HAUNTING VIVIAN by Amy Savage

Amy Savage
HAUNTING VIVIAN

The first ex to haunt Vivian waits until she’s left her bar stool to use the restroom. On return, she finds his embossed business card cowering next to her martini, the bumpy letters of his name like chocolate-covered ants, striving to entice but making her skin crawl. She quickly scans the crowd, but his bald arrogant head is nowhere to be seen. That white shiny orb of a skull that had drawn her like a moth to a flame. Vivian texts her friend Kelly, who’d nursed her back to life when he’d cheated, who’d urged Vivian to change her social media status to widowed and, whenever she thought of him, to chant, “He’s deceased, I’m released!” For closure, Vivian had even written up a sample obituary for him. Cause of death: cerebral hematoma resulting from fall from dude ranch fence. It wasn’t so far-fetched—he had nearly tumbled on that trip to Utah.

“EERIE,” Kelly now responds. “Coincidence?” The next day, Vivian receives a LinkedIn request from him. A week later she receives a second LinkedIn email which leaves her spooked. The subject beckons: Someone is noticing you. They still want to connect.

The second ex to haunt Vivian appears ten months after the first. Vivian is clerking at the local library when she catches a whiff of his caustic cologne and flees circulation. While she peers at him from the children’s section, he paces a dozen times through the DVDs, stopping to finger the rom-coms, tilting cases outward, then popping them back in, disgusted. He looks thinner but with the same callously contemptuous lips, the lips that would kiss Vivian’s tenderly and then tell her she was too disorganized to make it through law school. “Has to be a doppelgänger,” Kelly says. “Public libraries are beneath him.” But Vivian isn’t so sure. She knows how queasy she felt when she saw him.

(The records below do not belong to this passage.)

use std::sync::atomic::{AtomicU64, Ordering};
use std::sync::Arc;
use std::time::{SystemTime, UNIX_EPOCH};

/// Source of wall-clock time in unix seconds
pub trait Clock: Send + Sync {
    fn now(&self) -> u64;
}

/// Reads the system clock
#[derive(Debug, Clone, Copy, Default)]
pub struct SystemClock;

impl Clock for SystemClock {
    fn now(&self) -> u64 {
        SystemTime::now()
            .duration_since(UNIX_EPOCH)
            .map(|d| d.as_secs())
            .unwrap_or_default()
    }
}

/// Manually driven clock shared between fakes and tests
#[derive(Debug, Clone, Default)]
pub struct ManualClock(Arc<AtomicU64>);

impl ManualClock {
    pub fn new(start: u64) -> Self {
        Self(Arc::new(AtomicU64::new(start)))
    }

    pub fn advance(&self, secs: u64) {
        self.0.fetch_add(secs, Ordering::SeqCst);
    }

    pub fn set(&self, now: u64) {
        self.0.store(now, Ordering::SeqCst);
    }
}

impl Clock for ManualClock {
    fn now(&self) -> u64 {
        self.0.load(Ordering::SeqCst)
    }
}
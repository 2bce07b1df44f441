use rand::RngCore;
use serde::{Deserialize, Serialize};
use std::fmt;

use super::chains::ChainId;
use super::timelocks::TimelockPair;
use super::tokens::{Amount, Token};
use crate::commitment::Hashlock;
use crate::encoding;
use crate::{Error, Result};

/// A swap participant with one address on each chain
#[derive(Debug, Clone, Serialize, Deserialize, PartialEq, Eq)]
pub struct Party {
    /// Human-readable label used in logs
    pub label: String,

    /// Address on the source chain
    pub source_address: String,

    /// Address on the destination chain
    pub destination_address: String,
}

impl Party {
    pub fn new(
        label: impl Into<String>,
        source_address: impl Into<String>,
        destination_address: impl Into<String>,
    ) -> Self {
        Self {
            label: label.into(),
            source_address: source_address.into(),
            destination_address: destination_address.into(),
        }
    }

    fn validate(&self, role: &str) -> Result<()> {
        if self.source_address.trim().is_empty() || self.destination_address.trim().is_empty() {
            return Err(Error::InvalidTerms(format!(
                "{} ({}) must have an address on both chains",
                role, self.label
            )));
        }
        Ok(())
    }
}

/// Terms agreed by the two parties before anything is locked
#[derive(Debug, Clone, Serialize, Deserialize, PartialEq, Eq)]
pub struct OrderTerms {
    pub source_chain: ChainId,
    pub destination_chain: ChainId,
    pub source_token: Token,
    pub destination_token: Token,
    pub source_amount: Amount,
    pub destination_amount: Amount,
    /// Party that funds the source escrow and holds the secret
    pub proposer: Party,
    /// Party that funds the destination escrow
    pub counterparty: Party,
    /// Unix time after which the order can no longer be accepted
    pub deadline: u64,
}

/// Order unique identifier
#[derive(Debug, Clone, Copy, Serialize, Deserialize, PartialEq, Eq, Hash)]
pub struct OrderId(#[serde(with = "crate::encoding::hex32")] pub [u8; 32]);

impl OrderId {
    pub fn random() -> Self {
        let mut bytes = [0u8; 32];
        rand::thread_rng().fill_bytes(&mut bytes);
        Self(bytes)
    }
}

impl fmt::Display for OrderId {
    fn fmt(&self, f: &mut fmt::Formatter<'_>) -> fmt::Result {
        f.write_str(&encoding::to_prefixed_hex(&self.0))
    }
}

/// Order lifecycle status
#[derive(Debug, Clone, Copy, Serialize, Deserialize, PartialEq, Eq)]
pub enum OrderStatus {
    /// Terms recorded, awaiting the counterparty
    Proposed,
    /// Hashlock and timelocks bound
    Accepted,
    /// Both escrows funded
    Funded,
    /// Both claims confirmed
    Completed,
    /// Lapsed before both escrows were funded
    Expired,
    /// Funded escrows returned to their depositors
    Refunded,
}

impl OrderStatus {
    pub fn can_transition_to(&self, next: OrderStatus) -> bool {
        use OrderStatus::*;
        matches!(
            (self, next),
            (Proposed, Accepted)
                | (Proposed, Expired)
                | (Accepted, Funded)
                | (Accepted, Expired)
                | (Funded, Completed)
                | (Funded, Refunded)
        )
    }

    pub fn is_terminal(&self) -> bool {
        matches!(
            self,
            OrderStatus::Completed | OrderStatus::Expired | OrderStatus::Refunded
        )
    }
}

impl fmt::Display for OrderStatus {
    fn fmt(&self, f: &mut fmt::Formatter<'_>) -> fmt::Result {
        fmt::Debug::fmt(self, f)
    }
}

/// Negotiated swap order
#[derive(Debug, Clone, Serialize, Deserialize, PartialEq, Eq)]
pub struct Order {
    pub id: OrderId,
    pub terms: OrderTerms,
    pub status: OrderStatus,
    /// Bound at acceptance
    pub hashlock: Option<Hashlock>,
    /// Bound at acceptance
    pub timelocks: Option<TimelockPair>,
    pub created_at: u64,
}

/// Records a new order in `Proposed` state
pub fn propose(terms: OrderTerms, now: u64) -> Result<Order> {
    if terms.source_chain == terms.destination_chain {
        return Err(Error::InvalidTerms(format!(
            "source and destination chain are both {}",
            terms.source_chain
        )));
    }

    if terms.source_amount.is_zero() || terms.destination_amount.is_zero() {
        return Err(Error::InvalidTerms(
            "amounts must be greater than zero".to_string(),
        ));
    }

    if terms.deadline <= now {
        return Err(Error::InvalidTerms(format!(
            "deadline {} is not in the future (now {})",
            terms.deadline, now
        )));
    }

    if terms.source_token.chain_id != terms.source_chain
        || terms.destination_token.chain_id != terms.destination_chain
    {
        return Err(Error::InvalidTerms(
            "token chains must match the order chains".to_string(),
        ));
    }

    terms.proposer.validate("proposer")?;
    terms.counterparty.validate("counterparty")?;

    Ok(Order {
        id: OrderId::random(),
        terms,
        status: OrderStatus::Proposed,
        hashlock: None,
        timelocks: None,
        created_at: now,
    })
}

/// Binds the hashlock and timelocks the counterparty commits to honouring.
/// The timelocks must leave `margin_secs` for each claim.
pub fn accept(
    order: &mut Order,
    hashlock: Hashlock,
    timelocks: TimelockPair,
    now: u64,
    margin_secs: u64,
) -> Result<()> {
    if order.status != OrderStatus::Proposed {
        return Err(Error::OrderNotProposed(order.status.to_string()));
    }

    if order.is_expired(now) {
        return Err(Error::OrderExpired {
            deadline: order.terms.deadline,
            now,
        });
    }

    timelocks.check_ordering(now, margin_secs)?;

    order.hashlock = Some(hashlock);
    order.timelocks = Some(timelocks);
    order.status = OrderStatus::Accepted;
    Ok(())
}

impl Order {
    /// Checks if the acceptance deadline has passed
    pub fn is_expired(&self, now: u64) -> bool {
        now > self.terms.deadline
    }

    pub fn is_terminal(&self) -> bool {
        self.status.is_terminal()
    }

    pub fn mark_funded(&mut self) -> Result<()> {
        self.transition(OrderStatus::Funded)
    }

    pub fn complete(&mut self) -> Result<()> {
        self.transition(OrderStatus::Completed)
    }

    pub fn expire(&mut self) -> Result<()> {
        self.transition(OrderStatus::Expired)
    }

    pub fn refund(&mut self) -> Result<()> {
        self.transition(OrderStatus::Refunded)
    }

    fn transition(&mut self, next: OrderStatus) -> Result<()> {
        if !self.status.can_transition_to(next) {
            return Err(Error::InvalidTransition {
                from: self.status.to_string(),
                to: next.to_string(),
            });
        }
        self.status = next;
        Ok(())
    }
}
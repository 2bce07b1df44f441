use serde::{Deserialize, Serialize};
use std::fmt;

use crate::{Error, Result};

/// Chain-native unit of a timelock
#[derive(Debug, Clone, Copy, Serialize, Deserialize, PartialEq, Eq, Hash)]
pub enum TimelockUnit {
    UnixSeconds,
    BlockHeight,
}

impl TimelockUnit {
    /// Timelock `window_secs` after `now` (expressed in this unit)
    pub fn advance(self, now: u64, window_secs: u64, block_time_secs: u64) -> Timelock {
        let value = match self {
            TimelockUnit::UnixSeconds => now.saturating_add(window_secs),
            TimelockUnit::BlockHeight => {
                let block_time = block_time_secs.max(1);
                now.saturating_add(window_secs.div_ceil(block_time))
            }
        };
        Timelock { value, unit: self }
    }
}

/// Absolute expiry in chain-native units
#[derive(Debug, Clone, Copy, Serialize, Deserialize, PartialEq, Eq, Hash)]
pub struct Timelock {
    pub value: u64,
    pub unit: TimelockUnit,
}

impl Timelock {
    pub fn unix(value: u64) -> Self {
        Self {
            value,
            unit: TimelockUnit::UnixSeconds,
        }
    }

    pub fn height(value: u64) -> Self {
        Self {
            value,
            unit: TimelockUnit::BlockHeight,
        }
    }

    /// True once chain time (same unit) has reached the timelock
    pub fn is_expired_at(&self, now: u64) -> bool {
        now >= self.value
    }

    /// Estimated seconds until expiry given chain time in the same unit
    pub fn seconds_remaining(&self, now: u64, block_time_secs: u64) -> u64 {
        let left = self.value.saturating_sub(now);
        match self.unit {
            TimelockUnit::UnixSeconds => left,
            TimelockUnit::BlockHeight => left.saturating_mul(block_time_secs.max(1)),
        }
    }
}

impl fmt::Display for Timelock {
    fn fmt(&self, f: &mut fmt::Formatter<'_>) -> fmt::Result {
        match self.unit {
            TimelockUnit::UnixSeconds => write!(f, "unix:{}", self.value),
            TimelockUnit::BlockHeight => write!(f, "height:{}", self.value),
        }
    }
}

/// Source and destination timelocks with wall-clock expiry estimates.
///
/// Raw values are chain-native and may use different units, so cross-chain
/// ordering is judged on the `*_expires_at` estimates (unix seconds).
#[derive(Debug, Clone, Copy, Serialize, Deserialize, PartialEq, Eq)]
pub struct TimelockPair {
    pub source: Timelock,
    pub destination: Timelock,
    pub source_expires_at: u64,
    pub destination_expires_at: u64,
}

impl TimelockPair {
    /// Seconds the counter-claimant has beyond the destination expiry
    pub fn margin_secs(&self) -> u64 {
        self.source_expires_at
            .saturating_sub(self.destination_expires_at)
    }

    /// Destination must expire at least `margin_secs` before source, and
    /// more than `margin_secs` after `now`
    pub fn check_ordering(&self, now: u64, margin_secs: u64) -> Result<()> {
        if self.destination_expires_at >= self.source_expires_at {
            return Err(Error::InvalidTerms(format!(
                "destination timelock (expires {}) must expire before source timelock (expires {})",
                self.destination_expires_at, self.source_expires_at
            )));
        }

        if self.source.unit == self.destination.unit && self.destination.value >= self.source.value
        {
            return Err(Error::InvalidTerms(format!(
                "destination timelock {} must be below source timelock {}",
                self.destination, self.source
            )));
        }

        if self.margin_secs() < margin_secs {
            return Err(Error::InvalidTerms(format!(
                "timelocks are {}s apart, the claim safety margin is {}s",
                self.margin_secs(),
                margin_secs
            )));
        }

        if self.destination_expires_at <= now.saturating_add(margin_secs) {
            return Err(Error::InvalidTerms(format!(
                "destination timelock expires at {}, inside the {}s claim margin",
                self.destination_expires_at, margin_secs
            )));
        }

        Ok(())
    }
}
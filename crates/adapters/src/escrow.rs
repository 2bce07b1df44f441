use async_trait::async_trait;
use htlc_core::escrow::{check_claim, check_refund, ClaimKind, ClaimReceipt};
use htlc_core::{
    ChainFamily, ChainId, ChainInfo, DepositHandle, DepositRequest, DepositStatus,
    EscrowAdapter, EscrowDeposit, Error, Hashlock, Result, Secret, Timelock, TimelockUnit,
};
use std::sync::Arc;
use tracing::{debug, info};

use crate::connector::{ChainCall, ChainConnector, ChainTime, Confirmation, TransactionSigner};

/// Deposit fields as reported by chain state
#[derive(Debug, Clone, PartialEq, Eq)]
pub struct OnChainState {
    pub status: DepositStatus,
    pub revealed: Option<Secret>,
    pub hashlock: Option<Hashlock>,
    pub timelock: Option<u64>,
}

impl OnChainState {
    pub fn funded() -> Self {
        Self {
            status: DepositStatus::Funded,
            revealed: None,
            hashlock: None,
            timelock: None,
        }
    }
}

/// Family-specific wire format of an HTLC escrow
pub trait EscrowCodec: Send + Sync {
    fn family(&self) -> ChainFamily;

    fn supports_commitment(&self, family: ChainFamily) -> bool;

    /// Address and parameter checks beyond the structural ones
    fn validate_request(&self, info: &ChainInfo, request: &DepositRequest) -> Result<()>;

    /// Calls that fund the escrow, submitted in order; the last one locks the funds
    fn encode_create(&self, request: &DepositRequest) -> Result<Vec<ChainCall>>;

    fn encode_claim(&self, deposit: &EscrowDeposit, secret: &Secret) -> Result<ChainCall>;

    fn encode_refund(&self, deposit: &EscrowDeposit) -> Result<ChainCall>;

    /// Identifier of a deposit once its funding transaction is included
    fn deposit_handle(
        &self,
        request: &DepositRequest,
        confirmation: &Confirmation,
    ) -> Result<DepositHandle>;

    /// Target and query bytes for reading a deposit back
    fn encode_lookup(&self, deposit: &EscrowDeposit) -> Result<(String, Vec<u8>)>;

    fn decode_state(&self, deposit: &EscrowDeposit, raw: &[u8]) -> Result<OnChainState>;
}

/// Escrow adapter for a real chain: a codec plus signer and connector.
/// Holds no deposit state of its own; every read goes to the chain.
pub struct OnChainEscrow<C> {
    info: ChainInfo,
    codec: C,
    signer: Arc<dyn TransactionSigner>,
    connector: Arc<dyn ChainConnector>,
}

impl<C: EscrowCodec> OnChainEscrow<C> {
    pub fn new(
        info: ChainInfo,
        codec: C,
        signer: Arc<dyn TransactionSigner>,
        connector: Arc<dyn ChainConnector>,
    ) -> Result<Self> {
        if info.family != codec.family() {
            return Err(Error::Config(format!(
                "chain {} is {}, codec is {}",
                info.chain_id,
                info.family,
                codec.family()
            )));
        }
        Ok(Self {
            info,
            codec,
            signer,
            connector,
        })
    }

    pub fn codec(&self) -> &C {
        &self.codec
    }

    async fn native_now(&self) -> Result<u64> {
        let ChainTime { height, timestamp } = self.connector.chain_time().await?;
        Ok(match self.info.family.timelock_unit() {
            TimelockUnit::UnixSeconds => timestamp,
            TimelockUnit::BlockHeight => height,
        })
    }

    async fn send(&self, call: ChainCall) -> Result<Confirmation> {
        let signed = self.signer.sign(&self.info.chain_id, &call).await?;
        debug!(chain = %self.info.chain_id, target = %call.target, "Submitting transaction");
        Ok(self.connector.submit(signed).await?)
    }

    async fn read_state(&self, deposit: &EscrowDeposit) -> Result<OnChainState> {
        let (target, query) = self.codec.encode_lookup(deposit)?;
        let raw = self
            .connector
            .lookup(&target, &query)
            .await?
            .ok_or_else(|| {
                Error::RejectedByChain(format!("deposit {} not found on chain", deposit.handle))
            })?;
        self.codec.decode_state(deposit, &raw)
    }
}

#[async_trait]
impl<C: EscrowCodec> EscrowAdapter for OnChainEscrow<C> {
    fn chain_id(&self) -> &ChainId {
        &self.info.chain_id
    }

    fn family(&self) -> ChainFamily {
        self.info.family
    }

    fn supports_commitment(&self, family: ChainFamily) -> bool {
        self.codec.supports_commitment(family)
    }

    async fn timelock_after(&self, window_secs: u64) -> Result<Timelock> {
        let now = self.native_now().await?;
        Ok(self
            .info
            .family
            .timelock_unit()
            .advance(now, window_secs, self.info.block_time_secs))
    }

    async fn seconds_until(&self, timelock: &Timelock) -> Result<u64> {
        if timelock.unit != self.info.family.timelock_unit() {
            return Err(Error::RejectedByChain(format!(
                "timelock {} is not native to chain {}",
                timelock, self.info.chain_id
            )));
        }
        let now = self.native_now().await?;
        Ok(timelock.seconds_remaining(now, self.info.block_time_secs))
    }

    async fn create_deposit(&self, request: DepositRequest) -> Result<EscrowDeposit> {
        request.validate_for(self.info.family)?;
        if !self.codec.supports_commitment(request.commitment_family) {
            return Err(Error::RejectedByChain(format!(
                "chain {} cannot verify {} hashlocks",
                self.info.chain_id, request.commitment_family
            )));
        }
        if request.token.chain_id != self.info.chain_id {
            return Err(Error::RejectedByChain(format!(
                "token {} does not live on chain {}",
                request.token, self.info.chain_id
            )));
        }
        self.codec.validate_request(&self.info, &request)?;

        if request.timelock.is_expired_at(self.native_now().await?) {
            return Err(Error::RejectedByChain(format!(
                "timelock {} already passed",
                request.timelock
            )));
        }

        let mut confirmation = None;
        for call in self.codec.encode_create(&request)? {
            confirmation = Some(self.send(call).await?);
        }
        let confirmation = confirmation.ok_or_else(|| {
            Error::Config(format!("no funding calls for chain {}", self.info.chain_id))
        })?;
        let handle = self.codec.deposit_handle(&request, &confirmation)?;

        let deposit = EscrowDeposit {
            handle,
            chain_id: self.info.chain_id.clone(),
            family: self.info.family,
            depositor: request.depositor,
            beneficiary: request.beneficiary,
            token: request.token,
            amount: request.amount,
            hashlock: request.hashlock,
            commitment_family: request.commitment_family,
            timelock: request.timelock,
            status: DepositStatus::Funded,
            funding_reference: confirmation.tx_hash,
        };

        info!(
            chain = %self.info.chain_id,
            handle = %deposit.handle,
            height = confirmation.height,
            "Escrow funded"
        );
        Ok(deposit)
    }

    async fn claim_with_secret(
        &self,
        deposit: &EscrowDeposit,
        secret: &Secret,
    ) -> Result<ClaimReceipt> {
        let current = self.fetch_deposit(deposit).await?;
        check_claim(&current, secret, self.native_now().await?)?;

        let confirmation = self.send(self.codec.encode_claim(&current, secret)?).await?;

        info!(chain = %self.info.chain_id, handle = %current.handle, "Escrow claimed with secret");
        Ok(ClaimReceipt {
            handle: current.handle,
            chain_id: self.info.chain_id.clone(),
            reference: confirmation.tx_hash,
            recipient: current.beneficiary,
            amount: current.amount,
            kind: ClaimKind::Secret,
        })
    }

    async fn claim_after_timelock(&self, deposit: &EscrowDeposit) -> Result<ClaimReceipt> {
        let current = self.fetch_deposit(deposit).await?;
        check_refund(&current, self.native_now().await?)?;

        let confirmation = self.send(self.codec.encode_refund(&current)?).await?;

        info!(chain = %self.info.chain_id, handle = %current.handle, "Escrow refunded");
        Ok(ClaimReceipt {
            handle: current.handle,
            chain_id: self.info.chain_id.clone(),
            reference: confirmation.tx_hash,
            recipient: current.depositor,
            amount: current.amount,
            kind: ClaimKind::Refund,
        })
    }

    async fn fetch_deposit(&self, deposit: &EscrowDeposit) -> Result<EscrowDeposit> {
        if deposit.chain_id != self.info.chain_id {
            return Err(Error::RejectedByChain(format!(
                "deposit {} lives on chain {}, not {}",
                deposit.handle, deposit.chain_id, self.info.chain_id
            )));
        }

        let state = self.read_state(deposit).await?;
        let mut current = deposit.clone();
        current.status = state.status;
        if let Some(hashlock) = state.hashlock {
            current.hashlock = hashlock;
        }
        if let Some(value) = state.timelock {
            current.timelock.value = value;
        }
        Ok(current)
    }

    async fn revealed_secret(&self, deposit: &EscrowDeposit) -> Result<Option<Secret>> {
        Ok(self.read_state(deposit).await?.revealed)
    }
}
use ratatui::Frame;
use ratatui::layout::Rect;
use ratatui::style::{Modifier, Style};
use ratatui::text::{Line, Span};
use ratatui::widgets::Paragraph;

use crate::model::Todo;
use crate::tui::app::{App, Mode, Pane};
use crate::util::unicode;

use super::{pane_block, scroll_offset};

/// Render the todo pane: add-todo line, then the selected category's todos
pub fn render_todo_list(frame: &mut Frame, app: &App, area: Rect) {
    let focused = match app.mode {
        Mode::Navigate => app.focus == Pane::Todos,
        Mode::AddTodo => true,
        _ => false,
    };
    let title = match app
        .state()
        .selected_category
        .as_ref()
        .and_then(|id| app.category_path(id))
    {
        Some(path) => format!(" Todos \u{00B7} {} ", path),
        None => " Todos ".to_string(),
    };
    let block = pane_block(app, title, focused);
    let inner = block.inner(area);
    frame.render_widget(block, area);

    let bg = app.theme.background;
    let dim_style = Style::default().fg(app.theme.dim).bg(bg);
    let width = inner.width as usize;
    let mut lines: Vec<Line> = Vec::new();

    // Add-todo line
    let has_selection = app.state().selected_category.is_some();
    if app.mode == Mode::AddTodo {
        let prompt = "+ ";
        lines.push(Line::from(vec![
            Span::styled(prompt, Style::default().fg(app.theme.highlight).bg(bg)),
            Span::styled(
                app.input.text().to_string(),
                Style::default().fg(app.theme.text_bright).bg(bg),
            ),
        ]));
        let x = inner.x + (prompt.len() + app.input.cursor_col()) as u16;
        if x < inner.x + inner.width && inner.height > 0 {
            frame.set_cursor_position((x, inner.y));
        }
    } else if has_selection {
        lines.push(Line::from(Span::styled("+ add todo (a)", dim_style)));
    } else {
        lines.push(Line::from(Span::styled(
            "  select a category to add todos",
            dim_style,
        )));
    }

    let todos = app.state().selected_todos();
    if todos.is_empty() {
        if has_selection {
            lines.push(Line::from(Span::styled("  No todos", dim_style)));
        }
        frame.render_widget(Paragraph::new(lines).style(Style::default().bg(bg)), inner);
        return;
    }

    let height = (inner.height as usize).saturating_sub(lines.len());
    let scroll = scroll_offset(app.todo_cursor, height);
    let end = todos.len().min(scroll + height);
    for (i, todo) in todos[scroll..end].iter().enumerate() {
        let is_cursor = focused && scroll + i == app.todo_cursor;
        lines.push(render_todo_line(app, todo, is_cursor, width));
    }

    frame.render_widget(Paragraph::new(lines).style(Style::default().bg(bg)), inner);
}

fn render_todo_line<'a>(app: &'a App, todo: &Todo, is_cursor: bool, width: usize) -> Line<'a> {
    let bg = app.theme.background;
    let row_bg = if is_cursor { app.theme.selection_bg } else { bg };

    let mut spans: Vec<Span> = Vec::new();
    if is_cursor {
        spans.push(Span::styled(
            "\u{258E}",
            Style::default().fg(app.theme.selection_border).bg(row_bg),
        ));
    } else {
        spans.push(Span::styled(" ", Style::default().bg(row_bg)));
    }

    let checkbox = if todo.is_done { "[x] " } else { "[ ] " };
    spans.push(Span::styled(
        checkbox,
        Style::default()
            .fg(app.theme.done_color(todo.is_done))
            .bg(row_bg),
    ));

    let title_style = if todo.is_done {
        Style::default()
            .fg(app.theme.dim)
            .bg(row_bg)
            .add_modifier(Modifier::CROSSED_OUT)
    } else if is_cursor {
        Style::default()
            .fg(app.theme.text_bright)
            .bg(row_bg)
            .add_modifier(Modifier::BOLD)
    } else {
        Style::default().fg(app.theme.text).bg(row_bg)
    };

    // Description marker after the title
    let note = if todo.description.is_some() { " \u{2261}" } else { "" }; // ≡
    let room = width.saturating_sub(5 + unicode::display_width(note));
    spans.push(Span::styled(
        unicode::truncate_to_width(&todo.title, room),
        title_style,
    ));
    if !note.is_empty() {
        spans.push(Span::styled(note, Style::default().fg(app.theme.dim).bg(row_bg)));
    }

    let used: usize = spans.iter().map(|s| unicode::display_width(&s.content)).sum();
    if is_cursor && used < width {
        spans.push(Span::styled(
            " ".repeat(width - used),
            Style::default().bg(row_bg),
        ));
    }
    Line::from(spans)
}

For that obit, she makes him a father: survived by five devastated and resentful spawn. In lieu of flowers, send donations to the Baldwinsville Public Library.

The third? Well. Elliot isn’t exactly an ex. And, to make it more complicated,  he’s nowhere near dead to her.

It’s a Sunday afternoon in late October, a day so uncannily sweltering as to cause wobbly mirages on the streets and prickly chafing between Vivian’s thighs, when Elliot calls. Her first serious crush in high school. She’d even go so far as to say first love, the boy who eclipsed all the others. Vivian had collected bits of him: a scrap of red satin from his cape in their school’s production of Much Ado, a stiff tube sock that had fallen from his gym bag. She had, at the end of lunch one day, slipped one of his chewed-up Capri Sun straws into her pocket and that night, after finishing her AP American History response paper, sucked on it in the dark, ran it across her lips, inhaled the last trapped droplet of 16% juice, still waiting for his mouth.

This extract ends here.